As people look at the high cesarean section rate in our country, many try to find reasons it is so high. Some have theorized that if slow labor was augmented by oxytocin the shorter labor would mean fewer surgical births would be necessary. While the oxytocin did tend to shorten labor, there was no difference in cesarean rates. That indicates to me that length of labor is not usually the cause of the cesarean delivery in cases of slow progression and that we need to keep looking!
Assumption: Women need to be under the care of a medical doctor to receive the best are during pregnancy.
Unless there are “substantial medical or obstetric complications,” women should be offered the choice of being cared for by a midwife. In randomize trials, women under the care of midwives experienced no adverse affects and felt more in control of their birthing situations.
I love the midwife-led model of care, personally. Midwives tend to be able to give their patients more individualized time at each appointment and in my experience this translates to women feeling more educated and more empowered about making choices regarding birth. Many people do not realize that a midwifery model is available in some hospitals, so those who do not want to have their babies at home can still receive midwifery care.

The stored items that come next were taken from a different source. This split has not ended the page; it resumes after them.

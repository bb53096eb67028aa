//! Block kinds and immutable block states.
//!
//! A [`BlockState`] is a `(kind, bits)` pair. Properties such as wire power or
//! rail shape are packed into the bits and read or replaced through typed
//! [`Property`] handles, so every change produces a new value and equality is
//! plain value equality.

use redwire_core::Direction;
use serde::{Deserialize, Serialize};
use std::fmt;
use std::marker::PhantomData;

/// Every block the circuit engine knows about.
#[derive(Debug, Clone, Copy, PartialEq, Eq, PartialOrd, Ord, Hash, Serialize, Deserialize)]
#[serde(rename_all = "snake_case")]
pub enum BlockKind {
    /// Empty space.
    Air,
    /// Full opaque conductor.
    Stone,
    /// Full transparent non-conductor.
    Glass,
    /// Non-conductor that still carries wire on top.
    Hopper,
    /// Redstone wire.
    RedstoneWire,
    /// Constant full-strength source.
    RedstoneBlock,
    /// Toggle source.
    Lever,
    /// Momentary source.
    Button,
    /// Directional source on one axis.
    Repeater,
    /// Directional source that outputs from its back.
    Observer,
    /// Consumer that lights while powered.
    Lamp,
    /// Plain rail, may curve.
    Rail,
    /// Straight rail that needs power.
    PoweredRail,
    /// Straight rail that emits while occupied.
    DetectorRail,
}

impl BlockKind {
    /// Stable lowercase name.
    pub fn name(self) -> &'static str {
        match self {
            BlockKind::Air => "air",
            BlockKind::Stone => "stone",
            BlockKind::Glass => "glass",
            BlockKind::Hopper => "hopper",
            BlockKind::RedstoneWire => "redstone_wire",
            BlockKind::RedstoneBlock => "redstone_block",
            BlockKind::Lever => "lever",
            BlockKind::Button => "button",
            BlockKind::Repeater => "repeater",
            BlockKind::Observer => "observer",
            BlockKind::Lamp => "lamp",
            BlockKind::Rail => "rail",
            BlockKind::PoweredRail => "powered_rail",
            BlockKind::DetectorRail => "detector_rail",
        }
    }

    /// True for the three rail kinds.
    pub fn is_rail(self) -> bool {
        matches!(
            self,
            BlockKind::Rail | BlockKind::PoweredRail | BlockKind::DetectorRail
        )
    }
}

impl fmt::Display for BlockKind {
    fn fmt(&self, f: &mut fmt::Formatter<'_>) -> fmt::Result {
        f.write_str(self.name())
    }
}

/// How a wire meets one of its horizontal neighbors.
#[derive(Debug, Clone, Copy, PartialEq, Eq, Hash, Default, Serialize, Deserialize)]
#[serde(rename_all = "snake_case")]
pub enum RedstoneSide {
    /// Not connected.
    #[default]
    None,
    /// Connected along the floor.
    Side,
    /// Connected and climbing the neighbor's face.
    Up,
}

impl RedstoneSide {
    /// Anything but [`RedstoneSide::None`].
    pub fn is_connected(self) -> bool {
        self != RedstoneSide::None
    }
}

/// Track layout of a rail.
#[derive(Debug, Clone, Copy, PartialEq, Eq, Hash, Default, Serialize, Deserialize)]
#[serde(rename_all = "snake_case")]
pub enum RailShape {
    #[default]
    NorthSouth,
    EastWest,
    AscendingEast,
    AscendingWest,
    AscendingNorth,
    AscendingSouth,
    SouthEast,
    SouthWest,
    NorthWest,
    NorthEast,
}

impl RailShape {
    /// All shapes in declaration order.
    pub const ALL: [RailShape; 10] = [
        RailShape::NorthSouth,
        RailShape::EastWest,
        RailShape::AscendingEast,
        RailShape::AscendingWest,
        RailShape::AscendingNorth,
        RailShape::AscendingSouth,
        RailShape::SouthEast,
        RailShape::SouthWest,
        RailShape::NorthWest,
        RailShape::NorthEast,
    ];

    /// True for the four sloped shapes.
    pub fn is_ascending(self) -> bool {
        matches!(
            self,
            RailShape::AscendingEast
                | RailShape::AscendingWest
                | RailShape::AscendingNorth
                | RailShape::AscendingSouth
        )
    }

    /// True for the four curved shapes.
    pub fn is_curve(self) -> bool {
        matches!(
            self,
            RailShape::SouthEast | RailShape::SouthWest | RailShape::NorthWest | RailShape::NorthEast
        )
    }

    /// Direction the track climbs towards, if sloped.
    pub fn ascending_towards(self) -> Option<Direction> {
        match self {
            RailShape::AscendingEast => Some(Direction::East),
            RailShape::AscendingWest => Some(Direction::West),
            RailShape::AscendingNorth => Some(Direction::North),
            RailShape::AscendingSouth => Some(Direction::South),
            _ => None,
        }
    }
}

/// A value that can be packed into [`BlockState`] bits.
pub trait PropertyValue: Copy {
    /// Encode into the low bits.
    fn to_bits(self) -> u16;
    /// Decode from the low bits.
    fn from_bits(bits: u16) -> Self;
}

impl PropertyValue for u8 {
    fn to_bits(self) -> u16 {
        u16::from(self)
    }

    fn from_bits(bits: u16) -> Self {
        bits as u8
    }
}

impl PropertyValue for bool {
    fn to_bits(self) -> u16 {
        u16::from(self)
    }

    fn from_bits(bits: u16) -> Self {
        bits != 0
    }
}

impl PropertyValue for RedstoneSide {
    fn to_bits(self) -> u16 {
        match self {
            RedstoneSide::None => 0,
            RedstoneSide::Side => 1,
            RedstoneSide::Up => 2,
        }
    }

    fn from_bits(bits: u16) -> Self {
        match bits {
            1 => RedstoneSide::Side,
            2 => RedstoneSide::Up,
            _ => RedstoneSide::None,
        }
    }
}

impl PropertyValue for RailShape {
    fn to_bits(self) -> u16 {
        RailShape::ALL
            .iter()
            .position(|shape| *shape == self)
            .unwrap_or(0) as u16
    }

    fn from_bits(bits: u16) -> Self {
        RailShape::ALL
            .get(bits as usize)
            .copied()
            .unwrap_or_default()
    }
}

impl PropertyValue for Direction {
    fn to_bits(self) -> u16 {
        self.index() as u16
    }

    fn from_bits(bits: u16) -> Self {
        Direction::from_index(bits as usize)
    }
}

/// Typed handle to a bit field inside [`BlockState`].
pub struct Property<T> {
    name: &'static str,
    shift: u16,
    width: u16,
    _marker: PhantomData<fn() -> T>,
}

impl<T> Clone for Property<T> {
    fn clone(&self) -> Self {
        *self
    }
}

impl<T> Copy for Property<T> {}

impl<T> fmt::Debug for Property<T> {
    fn fmt(&self, f: &mut fmt::Formatter<'_>) -> fmt::Result {
        f.debug_struct("Property").field("name", &self.name).finish()
    }
}

impl<T: PropertyValue> Property<T> {
    const fn new(name: &'static str, shift: u16, width: u16) -> Self {
        Self {
            name,
            shift,
            width,
            _marker: PhantomData,
        }
    }

    /// Property name.
    pub fn name(&self) -> &'static str {
        self.name
    }

    fn mask(&self) -> u16 {
        ((1u16 << self.width) - 1) << self.shift
    }
}

/// Wire power, 0..=15.
pub const POWER: Property<u8> = Property::new("power", 0, 4);
/// Wire connection towards north.
pub const NORTH: Property<RedstoneSide> = Property::new("north", 4, 2);
/// Wire connection towards east.
pub const EAST: Property<RedstoneSide> = Property::new("east", 6, 2);
/// Wire connection towards south.
pub const SOUTH: Property<RedstoneSide> = Property::new("south", 8, 2);
/// Wire connection towards west.
pub const WEST: Property<RedstoneSide> = Property::new("west", 10, 2);
/// Rail track layout. Shares bits with the wire sides.
pub const RAIL_SHAPE: Property<RailShape> = Property::new("shape", 4, 4);
/// Powered/lit/pressed flag.
pub const POWERED: Property<bool> = Property::new("powered", 12, 1);
/// Facing of levers, buttons, repeaters and observers.
pub const FACING: Property<Direction> = Property::new("facing", 13, 3);

/// The wire side property for a horizontal direction.
pub fn side_property(direction: Direction) -> Option<Property<RedstoneSide>> {
    match direction {
        Direction::North => Some(NORTH),
        Direction::East => Some(EAST),
        Direction::South => Some(SOUTH),
        Direction::West => Some(WEST),
        Direction::Up | Direction::Down => None,
    }
}

/// Immutable block state value.
#[derive(Clone, Copy, PartialEq, Eq, PartialOrd, Ord, Hash)]
pub struct BlockState {
    kind: BlockKind,
    bits: u16,
}

impl BlockState {
    /// Air.
    pub const AIR: BlockState = BlockState::new(BlockKind::Air);

    /// Default state of `kind`: unpowered, no connections, north-south rails,
    /// facing down.
    pub const fn new(kind: BlockKind) -> Self {
        Self { kind, bits: 0 }
    }

    /// Block kind.
    pub fn kind(self) -> BlockKind {
        self.kind
    }

    /// Raw packed bits.
    pub fn bits(self) -> u16 {
        self.bits
    }

    /// Same kind?
    pub fn is(self, kind: BlockKind) -> bool {
        self.kind == kind
    }

    /// Is this air?
    pub fn is_air(self) -> bool {
        self.kind == BlockKind::Air
    }

    /// Read a property. Properties are only meaningful for kinds that use them.
    pub fn get<T: PropertyValue>(self, property: Property<T>) -> T {
        T::from_bits((self.bits & property.mask()) >> property.shift)
    }

    /// Return a copy with `property` replaced.
    pub fn with<T: PropertyValue>(self, property: Property<T>, value: T) -> Self {
        let mask = property.mask();
        let encoded = (value.to_bits() << property.shift) & mask;
        Self {
            kind: self.kind,
            bits: (self.bits & !mask) | encoded,
        }
    }

    /// Fully opaque blocks that pass strong power through.
    pub fn is_conductor(self) -> bool {
        matches!(self.kind, BlockKind::Stone | BlockKind::Lamp)
    }

    /// Whether `face` is a full square that can hold attachments.
    pub fn is_face_sturdy(self, _face: Direction) -> bool {
        matches!(
            self.kind,
            BlockKind::Stone
                | BlockKind::Glass
                | BlockKind::Lamp
                | BlockKind::RedstoneBlock
                | BlockKind::Observer
        )
    }

    /// Whether wire may rest on top of this block.
    pub fn can_support_wire(self) -> bool {
        self.is_face_sturdy(Direction::Up) || self.kind == BlockKind::Hopper
    }

    /// Whether a rail may rest on top of this block.
    pub fn can_support_rail(self) -> bool {
        self.can_support_wire()
    }
}

impl Default for BlockState {
    fn default() -> Self {
        Self::AIR
    }
}

impl fmt::Debug for BlockState {
    fn fmt(&self, f: &mut fmt::Formatter<'_>) -> fmt::Result {
        write!(f, "{}[{:#06x}]", self.kind, self.bits)
    }
}
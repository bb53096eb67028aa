//! Redstone circuit simulation on a voxel grid.

pub mod block;
pub mod blocks;
pub mod config;
pub mod connectivity;
mod engine;
mod error;
pub mod grid;
pub mod hook;
pub mod level;
pub mod neighbor;
pub mod redstone;
pub mod signal;
pub mod tick;

pub use block::{BlockKind, BlockState, RailShape, RedstoneSide};
pub use config::EngineConfig;
pub use connectivity::{ConnectivityResolver, VoxelShape};
pub use engine::{EngineStats, RedstoneEngine};
pub use error::{ConfigError, EngineError, EngineResult};
pub use grid::{ChunkPos, VoxelGrid};
pub use hook::{NeighborUpdateHook, Passthrough, RedstoneChangeHook};
pub use level::Level;
pub use neighbor::{DispatchLimits, DispatchStats, NeighborUpdateDispatcher};
pub use signal::{SignalStrategy, SourceAttenuation, StrategyKind, WireRules};
pub use tick::ScheduledTick;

Some recommendations for midwifery care in the San Antonio area:
Lone Star Midwives
Birth Center or Home Birth:
San Antonio Birth Center (Alisa Voss)
Family Birth Center (New Braunfels)
Assumption: Epidural analgesia relieves pain during childbirth with no adverse affects.
According to studies, epidural analgesia does usually relieve pain during childbirth. However, using an epidural often led to longer labor, stalled labor, and low blood pressure. After the birth, women who used epidurals had more problems passing urine, moving comfortably, and were more likely to have a fever than women who did not use epidural analgesia.
Many women feel that the pain relief is worth these relatively minor effects. Others do not want to experience the effects and decide instead to pursue other forms of pain relief. The answer to the epidural/ no epidural question is as unique as each woman who answers it. The only thing I recommend for ALL women is to know the possible effects before agreeing to the procedure. Knowledge will empower you and help you make the decision that is right for you, your baby, and your family.
Assumption: Surgical repair is necessary after a first or second degree tear to the perineum.
FALSE (up to 8 weeks postpartum)
These studies indicate that between birth and 8 weeks postpartum, there was no difference in pain or complications between women with tears that were surgically repaired and those with tears that were allowed to heal spontaneously.
This is interesting because it would certainly be nice to allow tears to heal on their own. Unfortunately, there are no long-term studies and one of the studies quoted here did find a difference in how the wound closed so I cannot recommend that tears not be repaired. However, it is nice to know that it is not absolutely necessary.